Scenery shot - Well it is the lake district  








These sheep seemed to recognise Syd and came over to his car :wink: 








Some small rocks were at the side of the road!








My tax disc holder is far more interesting than the convoy!
















Sickboy, you weren't kidding about the clearance on your exhaust- I kept expecting sparks!!









Thanks Les


----------



## VSPURS (Aug 31, 2008)

Looks as though you did it again Les and organised a cracker!

Gutted I missed it!


----------



## bigsyd (Jul 9, 2008)

What another brilliant scenic route, nice food at the Fish Inn and a great day all round. Big thanks Les yet again, we are both looking forward to the next one, any chance of someone organising a rally to Wales .  

just remembered this gem that came over the radio :lol: :lol: :lol: :lol: quote of the day... bloody hell tony your car is looking good... oh sorry it's the other blue car  pmsl


----------



## les (Jul 24, 2006)

Matt B said:


> Firstly, a big thanks to Les for organising such a good cruise. Well done Les, we certainly enjoyed it.
> Secondly, big up to Tony Rigby and Redscouse for sharing our journey home and making it such a laugh. We spent so many miles laughing at Tony's "thou shalt not overtake complex" - fookin hilarious
> 
> Thanks Les


OMG  What on earth did you do to that pic of me to get me looking like that :x Bloody Photoshop Grrrr :evil:


----------



## les (Jul 24, 2006)

I chose the route (and esp that little hump backed bridge) as I knew Tony would like to test out his new suspension mods....... BTW Tony The Lakeland District Council would like the half a ton of tarmac you scraped out of their road dips and humps putting back when you have finished with it. :lol:


----------



## A3DFU (May 7, 2002)

Thanks Les for another super day out in the Lakes!
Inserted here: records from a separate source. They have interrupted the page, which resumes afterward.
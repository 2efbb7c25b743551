//! In-memory dog store for handler tests

use std::collections::BTreeMap;
use std::sync::atomic::{AtomicBool, Ordering};

use deadpool_postgres::PoolError;
use tokio::sync::RwLock;

use super::store::{DogStore, StoreError};
use crate::models::{Dog, DogPatch, NewDog};

fn apply(patch: DogPatch, dog: &mut Dog) {
    if let Some(name) = patch.name {
        dog.name = name;
    }
    if let Some(age) = patch.age {
        dog.age = age;
    }
    if let Some(breed) = patch.breed {
        dog.breed = breed;
    }
    if let Some(description) = patch.description {
        dog.description = description;
    }
}

#[derive(Default)]
struct Table {
    last_id: i32,
    dogs: BTreeMap<i32, Dog>,
}

/// Ids are assigned sequentially from 1 and never reused.
#[derive(Default)]
pub struct MemoryDogStore {
    table: RwLock<Table>,
    failing: AtomicBool,
}

impl MemoryDogStore {
    pub fn new() -> Self {
        Self::default()
    }

    /// Make every later call fail as if the pool had been closed
    pub fn fail_all(&self) {
        self.failing.store(true, Ordering::SeqCst);
    }

    fn check(&self) -> Result<(), StoreError> {
        if self.failing.load(Ordering::SeqCst) {
            Err(StoreError::Pool(PoolError::Closed))
        } else {
            Ok(())
        }
    }
}

impl DogStore for MemoryDogStore {
    async fn list(&self) -> Result<Vec<Dog>, StoreError> {
        self.check()?;
        Ok(self.table.read().await.dogs.values().cloned().collect())
    }

    async fn find(&self, id: i32) -> Result<Option<Dog>, StoreError> {
        self.check()?;
        Ok(self.table.read().await.dogs.get(&id).cloned())
    }

    async fn create(&self, dog: NewDog) -> Result<Dog, StoreError> {
        self.check()?;
        let mut table = self.table.write().await;
        table.last_id += 1;
        let dog = Dog {
            id: table.last_id,
            name: dog.name,
            age: dog.age,
            breed: dog.breed,
            description: dog.description,
        };
        table.dogs.insert(dog.id, dog.clone());
        Ok(dog)
    }

    async fn update(&self, id: i32, patch: DogPatch) -> Result<Option<Dog>, StoreError> {
        self.check()?;
        let mut table = self.table.write().await;
        Ok(table.dogs.get_mut(&id).map(|dog| {
            apply(patch, dog);
            dog.clone()
        }))
    }

    async fn delete(&self, id: i32) -> Result<Option<Dog>, StoreError> {
        self.check()?;
        Ok(self.table.write().await.dogs.remove(&id))
    }
}

#[cfg(test)]
mod tests {
    use super::*;
    use tokio_test::{assert_err, assert_ok};

    fn new_dog(name: &str) -> NewDog {
        NewDog {
            name: name.to_string(),
            age: 2,
            breed: "Beagle".to_string(),
            description: "loud".to_string(),
        }
    }

    #[tokio::test]
    async fn test_ids_are_sequential_and_not_reused() {
        let store = MemoryDogStore::new();

        let first = assert_ok!(store.create(new_dog("Rex")).await);
        let second = assert_ok!(store.create(new_dog("Max")).await);
        assert_eq!((first.id, second.id), (1, 2));

        assert_ok!(store.delete(2).await);
        let third = assert_ok!(store.create(new_dog("Bo")).await);
        assert_eq!(third.id, 3);
    }

    #[tokio::test]
    async fn test_update_keeps_untouched_fields() {
        let store = MemoryDogStore::new();
        let rex = assert_ok!(store.create(new_dog("Rex")).await);

        let patch = DogPatch {
            breed: Some("Basset".to_string()),
            ..DogPatch::default()
        };
        let updated = assert_ok!(store.update(rex.id, patch).await).unwrap();

        assert_eq!(
            updated,
            Dog {
                breed: "Basset".to_string(),
                ..rex
            }
        );
    }

    #[tokio::test]
    async fn test_missing_ids() {
        let store = MemoryDogStore::new();

        assert!(assert_ok!(store.find(9).await).is_none());
        assert!(assert_ok!(store.update(9, DogPatch::default()).await).is_none());
        assert!(assert_ok!(store.delete(9).await).is_none());
    }

    #[tokio::test]
    async fn test_fail_all() {
        let store = MemoryDogStore::new();
        store.fail_all();

        assert_err!(store.list().await);
        assert_err!(store.create(new_dog("Rex")).await);
    }
}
Roads and company were second to none and the Fish Inn is one to recommend  
Shame about Joe's blow out but they limped home ok, while John and I had another good meal at a 18th century Inn (Horse and Farrier) near Ullswater.
I'm already looking fw to the next cruise 

Ps, Tony you'll have PM in a few moments


----------



## tony_rigby_uk (Nov 27, 2008)

Matt B said:


> Secondly, big up to Tony Rigby and Redscouse for sharing our journey home and making it such a laugh. We spent so many miles laughing at Tony's "thou shalt not overtake complex" - fookin hilarious


What???  Have no idea what your talking about :roll: but you can never let a chavvy corsa overtake you on the motorway.... :twisted: it's just no right..... even if he is with his foot flat to the floor doing his top speed :lol: :lol: :lol:



les said:


> I chose the route (and esp that little hump backed bridge) as I knew Tony would like to test out his new suspension mods....... BTW Tony The Lakeland District Council would like the half a ton of tarmac you scraped out of their road dips and humps putting back when you have finished with it. :lol:


Fortuntly for me les i didn't bottom out once... Although i probably would have if i'd still got the half way mudflaps attatched to the car.... Hump bridge was fine... although a little warning that it was a sharp left hander literally straight after it would have been nice... :lol: :lol: (think i took that one abit quick) only pause for concern was the first car park where i had to avoid the boulder and park in the disabled spot :roll: (not gonna start on how that gravvel bumper service is perfect for people who are disabled and bad on their feet, plus the only people up there were rambelers going for walks, can't imagine many genuine disabled people that need a "special" parking space being able to climb them mountains... but if they can why the hell do they need said "special" parking space... they pbviously can walk further than most no disabled people :lol: :lol: :lol: )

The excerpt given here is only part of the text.